*Aim of the exercise*.
Search term "tests": please copy every line of the records below that contains it.

[Data to process]

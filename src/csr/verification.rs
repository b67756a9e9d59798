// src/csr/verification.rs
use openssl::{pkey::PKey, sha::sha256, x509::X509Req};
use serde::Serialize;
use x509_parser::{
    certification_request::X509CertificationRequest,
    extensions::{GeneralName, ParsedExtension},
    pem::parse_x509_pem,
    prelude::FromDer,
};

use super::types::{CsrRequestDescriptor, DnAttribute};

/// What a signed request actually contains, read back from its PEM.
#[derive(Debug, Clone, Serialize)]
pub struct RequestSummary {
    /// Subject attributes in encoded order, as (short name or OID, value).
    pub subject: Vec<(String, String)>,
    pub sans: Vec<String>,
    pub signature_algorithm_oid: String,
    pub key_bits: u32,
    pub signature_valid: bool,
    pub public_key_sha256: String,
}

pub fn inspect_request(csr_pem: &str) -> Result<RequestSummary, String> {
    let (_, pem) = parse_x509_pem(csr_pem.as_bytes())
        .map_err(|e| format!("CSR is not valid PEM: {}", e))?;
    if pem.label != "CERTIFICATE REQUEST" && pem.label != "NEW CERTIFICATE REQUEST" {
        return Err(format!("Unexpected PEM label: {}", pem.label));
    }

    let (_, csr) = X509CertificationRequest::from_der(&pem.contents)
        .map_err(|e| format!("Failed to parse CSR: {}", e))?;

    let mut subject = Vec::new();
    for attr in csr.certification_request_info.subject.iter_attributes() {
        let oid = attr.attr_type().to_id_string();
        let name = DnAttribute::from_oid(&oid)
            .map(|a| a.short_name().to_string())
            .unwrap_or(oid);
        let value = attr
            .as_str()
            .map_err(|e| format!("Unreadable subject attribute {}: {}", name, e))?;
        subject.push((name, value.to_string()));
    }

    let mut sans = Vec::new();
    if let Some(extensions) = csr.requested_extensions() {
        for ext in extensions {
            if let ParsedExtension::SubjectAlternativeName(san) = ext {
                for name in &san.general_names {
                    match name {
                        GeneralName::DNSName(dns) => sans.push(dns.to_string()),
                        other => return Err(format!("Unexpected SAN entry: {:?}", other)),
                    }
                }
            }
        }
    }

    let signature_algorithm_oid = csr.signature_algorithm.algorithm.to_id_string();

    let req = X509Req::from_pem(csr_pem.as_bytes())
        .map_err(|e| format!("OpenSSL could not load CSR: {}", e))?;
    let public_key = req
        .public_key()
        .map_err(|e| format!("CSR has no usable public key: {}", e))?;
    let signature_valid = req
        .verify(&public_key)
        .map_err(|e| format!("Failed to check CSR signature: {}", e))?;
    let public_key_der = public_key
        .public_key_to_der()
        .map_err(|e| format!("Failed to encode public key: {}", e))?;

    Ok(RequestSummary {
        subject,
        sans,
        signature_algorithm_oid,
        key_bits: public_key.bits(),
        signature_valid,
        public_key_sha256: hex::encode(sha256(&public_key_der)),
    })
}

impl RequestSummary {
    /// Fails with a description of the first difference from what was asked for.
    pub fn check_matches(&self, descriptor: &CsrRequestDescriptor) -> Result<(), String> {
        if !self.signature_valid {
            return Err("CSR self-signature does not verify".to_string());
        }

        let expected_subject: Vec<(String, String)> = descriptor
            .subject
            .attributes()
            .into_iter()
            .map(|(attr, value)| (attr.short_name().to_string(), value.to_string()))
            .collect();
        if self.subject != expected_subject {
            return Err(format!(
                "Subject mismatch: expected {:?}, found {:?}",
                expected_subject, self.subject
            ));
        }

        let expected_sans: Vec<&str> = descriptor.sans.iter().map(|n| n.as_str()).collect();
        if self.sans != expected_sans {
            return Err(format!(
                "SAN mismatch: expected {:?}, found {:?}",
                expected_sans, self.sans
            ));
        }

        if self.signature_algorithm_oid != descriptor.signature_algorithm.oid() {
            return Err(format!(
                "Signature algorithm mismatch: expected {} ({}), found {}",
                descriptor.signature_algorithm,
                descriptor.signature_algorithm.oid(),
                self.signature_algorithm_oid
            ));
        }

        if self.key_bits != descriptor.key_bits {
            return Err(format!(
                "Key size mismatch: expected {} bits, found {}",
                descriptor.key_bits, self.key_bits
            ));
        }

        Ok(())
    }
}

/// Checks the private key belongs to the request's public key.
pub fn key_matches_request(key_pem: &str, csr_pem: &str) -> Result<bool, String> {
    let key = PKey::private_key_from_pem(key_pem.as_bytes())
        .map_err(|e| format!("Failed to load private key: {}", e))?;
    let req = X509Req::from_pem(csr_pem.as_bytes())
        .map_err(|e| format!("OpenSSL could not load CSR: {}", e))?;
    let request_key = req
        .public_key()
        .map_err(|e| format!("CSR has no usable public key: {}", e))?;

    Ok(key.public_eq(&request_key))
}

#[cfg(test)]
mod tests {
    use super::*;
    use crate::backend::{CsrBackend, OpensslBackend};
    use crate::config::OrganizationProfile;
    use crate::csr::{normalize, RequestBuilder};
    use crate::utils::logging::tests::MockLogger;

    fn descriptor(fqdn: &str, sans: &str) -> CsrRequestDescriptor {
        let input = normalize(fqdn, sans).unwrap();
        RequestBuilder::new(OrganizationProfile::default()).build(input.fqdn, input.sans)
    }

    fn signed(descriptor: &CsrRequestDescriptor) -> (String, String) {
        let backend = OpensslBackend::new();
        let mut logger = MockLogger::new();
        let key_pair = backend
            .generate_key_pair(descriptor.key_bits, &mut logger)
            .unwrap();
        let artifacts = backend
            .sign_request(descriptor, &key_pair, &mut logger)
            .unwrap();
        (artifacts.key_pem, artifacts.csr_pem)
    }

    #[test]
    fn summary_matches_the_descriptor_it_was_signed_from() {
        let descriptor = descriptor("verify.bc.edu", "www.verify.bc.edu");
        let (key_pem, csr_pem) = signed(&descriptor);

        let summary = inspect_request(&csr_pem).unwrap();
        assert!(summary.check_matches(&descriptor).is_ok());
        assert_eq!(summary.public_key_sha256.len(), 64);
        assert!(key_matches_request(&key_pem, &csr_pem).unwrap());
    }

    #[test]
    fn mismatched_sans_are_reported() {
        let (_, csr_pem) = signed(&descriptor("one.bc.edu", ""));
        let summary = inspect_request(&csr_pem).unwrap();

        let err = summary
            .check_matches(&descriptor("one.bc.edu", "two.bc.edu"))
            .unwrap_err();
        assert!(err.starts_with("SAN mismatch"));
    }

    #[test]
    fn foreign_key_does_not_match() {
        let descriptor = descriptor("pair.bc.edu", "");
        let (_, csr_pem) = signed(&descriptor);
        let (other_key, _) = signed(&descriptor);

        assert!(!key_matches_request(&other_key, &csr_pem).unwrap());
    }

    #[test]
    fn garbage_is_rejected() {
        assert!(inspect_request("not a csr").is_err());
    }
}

[/Data to process]
[Data to process]

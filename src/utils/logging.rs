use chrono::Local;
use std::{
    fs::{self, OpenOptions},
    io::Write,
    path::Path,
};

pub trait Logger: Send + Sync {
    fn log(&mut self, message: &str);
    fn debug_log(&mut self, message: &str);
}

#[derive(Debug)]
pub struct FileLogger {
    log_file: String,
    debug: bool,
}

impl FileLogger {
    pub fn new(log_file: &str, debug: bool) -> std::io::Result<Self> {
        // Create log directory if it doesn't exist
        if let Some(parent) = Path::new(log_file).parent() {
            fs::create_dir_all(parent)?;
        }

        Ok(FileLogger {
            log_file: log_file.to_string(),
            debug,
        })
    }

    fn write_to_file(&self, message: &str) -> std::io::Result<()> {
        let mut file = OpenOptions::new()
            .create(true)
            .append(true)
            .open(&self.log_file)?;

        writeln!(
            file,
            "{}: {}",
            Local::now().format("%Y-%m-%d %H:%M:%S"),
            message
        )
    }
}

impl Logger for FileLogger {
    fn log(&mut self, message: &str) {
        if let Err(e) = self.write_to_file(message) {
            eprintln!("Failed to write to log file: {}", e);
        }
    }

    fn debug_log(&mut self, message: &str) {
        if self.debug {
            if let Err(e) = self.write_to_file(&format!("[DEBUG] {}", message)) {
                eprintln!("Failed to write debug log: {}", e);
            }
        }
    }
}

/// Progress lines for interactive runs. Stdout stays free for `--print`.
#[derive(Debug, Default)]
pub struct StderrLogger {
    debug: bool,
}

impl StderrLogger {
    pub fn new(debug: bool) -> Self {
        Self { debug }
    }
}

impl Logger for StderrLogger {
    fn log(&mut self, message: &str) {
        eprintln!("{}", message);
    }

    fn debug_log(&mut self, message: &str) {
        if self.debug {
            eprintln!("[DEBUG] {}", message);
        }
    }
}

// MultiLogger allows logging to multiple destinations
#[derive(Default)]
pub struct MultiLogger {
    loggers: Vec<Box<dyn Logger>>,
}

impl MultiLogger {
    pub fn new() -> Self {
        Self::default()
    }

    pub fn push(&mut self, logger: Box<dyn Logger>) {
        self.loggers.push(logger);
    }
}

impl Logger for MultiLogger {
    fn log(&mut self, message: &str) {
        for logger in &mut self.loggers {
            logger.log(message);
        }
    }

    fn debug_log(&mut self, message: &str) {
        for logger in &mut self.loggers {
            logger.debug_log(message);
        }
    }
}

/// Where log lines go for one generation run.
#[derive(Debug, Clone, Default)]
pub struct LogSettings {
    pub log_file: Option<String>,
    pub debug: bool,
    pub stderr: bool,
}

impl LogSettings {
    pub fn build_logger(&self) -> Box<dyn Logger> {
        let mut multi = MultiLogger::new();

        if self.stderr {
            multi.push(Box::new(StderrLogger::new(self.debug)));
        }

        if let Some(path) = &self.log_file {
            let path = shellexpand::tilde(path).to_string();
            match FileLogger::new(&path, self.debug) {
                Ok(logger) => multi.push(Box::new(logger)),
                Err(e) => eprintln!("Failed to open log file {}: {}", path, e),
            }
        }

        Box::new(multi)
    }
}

[/Data to process]

*Task output*.
mod tests {
    use crate::utils::logging::tests::MockLogger;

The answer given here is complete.